If an emergency or scheduling conflict arises that absolutely necessitates canceling an appointment, make sure you schedule for the next available time. Never skip an appointment cycle, as this will cause a delay in your child’s treatment.

In addition, wearing braces doesn’t magically prevent you from having any other dental problems. In fact, ignoring routine dental care while undergoing orthodontic treatment could spell trouble for your teeth after the braces come off. You still need routine dental cleanings and checkups while you wear braces. If you have a cavity, or need more serious dental work like a root canal or a crown, the orthodontist might need to temporarily adjust or remove part of the braces and wires.
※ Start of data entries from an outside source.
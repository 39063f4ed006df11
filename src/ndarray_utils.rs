//! A collection of various utilities needed in this library.
//! The two main groups are `nalgebra` to `ndarray` conversions,
//! inspired by [`nshare`](https://github.com/rust-cv/nshare);
//! and common operations on arrays.

use nalgebra::allocator::Allocator;
use nalgebra::{DefaultAllocator, Dim, Matrix, Scalar, Storage};
use ndarray::{Array, Array2, ArrayView, Axis, Dimension, RemoveAxis, ShapeBuilder};

use crate::Float;

/// Conversion of point sets into an `ndarray` matrix of shape `(n_points, 2)`.
pub trait IntoNdarray2 {
    /// Resulting array type.
    type Out;

    /// Perform the conversion.
    fn into_ndarray2(self) -> Self::Out;
}

impl<N: Scalar> IntoNdarray2 for Array2<N> {
    type Out = Array2<N>;

    fn into_ndarray2(self) -> Self::Out {
        self
    }
}

impl<N: Scalar, C: Dim, R: Dim, S: Storage<N, R, C>> IntoNdarray2 for Matrix<N, R, C, S>
where
    DefaultAllocator: Allocator<R, C, Buffer<N> = S>,
{
    type Out = Array2<N>;

    fn into_ndarray2(self) -> Self::Out {
        Array2::from_shape_vec(
            self.shape().strides(self.strides()),
            self.into_iter().cloned().collect(),
        )
        .unwrap()
    }
}

pub(crate) fn norm_axis<F, D, Di>(arr: ArrayView<F, Di>, axis: Axis) -> Array<F, D>
where
    F: Float,
    D: Dimension,
    Di: RemoveAxis<Smaller = D>,
{
    let norm_sq = arr.map(|x| *x * *x).sum_axis(axis);
    norm_sq.map(|x| x.sqrt())
}

pub(crate) fn min_axis<F, D, Di>(arr: ArrayView<'_, F, Di>, axis: Axis) -> Array<F, D>
where
    F: Float,
    D: Dimension,
    Di: RemoveAxis<Smaller = D>,
{
    arr.map_axis(axis, |a| {
        a.iter()
            .copied()
            .reduce(|f1, f2| f1.min(f2))
            .unwrap_or_else(|| F::from_f64(f64::INFINITY).unwrap())
    })
}

/// The upper median: element `n / 2` of the sorted values. `None` for no values.
pub(crate) fn upper_median<F: Float>(values: impl IntoIterator<Item = F>) -> Option<F> {
    let mut sorted = values.into_iter().collect::<Vec<_>>();
    sorted.sort_unstable_by(|a, b| a.partial_cmp(b).unwrap_or(std::cmp::Ordering::Equal));
    sorted.get(sorted.len() / 2).copied()
}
Wearing And Holding On To Your Retainer

If your child has finished wearing braces and is prescribed a retainer, this also comes with important responsibilities. If the orthodontist has instructed your child to wear the retainer throughout all or most of the day (most common in the first few months after the braces come off), it is essentially that he follows the instructions.

However, as you cannot eat or drink while wearing a retainer, your child will need to remove it during lunch or snacks. Emphasize that when out of your teen’s mouth, the retainer needs to be placed in its plastic case. Never wrap it in a napkin. One of the most often cited reasons for a lost retainer is that the student left it on the lunch tray and accidentally tossed it in the garbage.

You can’t stress to your child enough that when the retainer is not in her mouth, it needs to be sealed in its case. Another leading cause of lost retainers is dropping them from pockets when they aren’t in their cases. Retainers are very lightweight can easily fall out without making a noticeable sound to alert the owner. Also, it’s just good hygiene practice to keep them in the case in order to minimize exposure to germs.

If your child is prone to losing things, it is helpful to request the brightest colored retainer case available. Also designate a place in his backpack where it will be kept. This should be a zippable compartment, where it will not accidentally fall out even if the main part of the bag is left open.

If a retainer is lost or damaged, it is important to replace it immediately. Teeth are hypermobile during the phase immediately after removing braces, and they will shift out of place quickly. If you wait several weeks to replace your retainer, it may no longer fit.

The start of a new school year is filled with excitement and new routines, and it’s the perfect time to build good habits for maintaining orthodontic treatment at home and at school.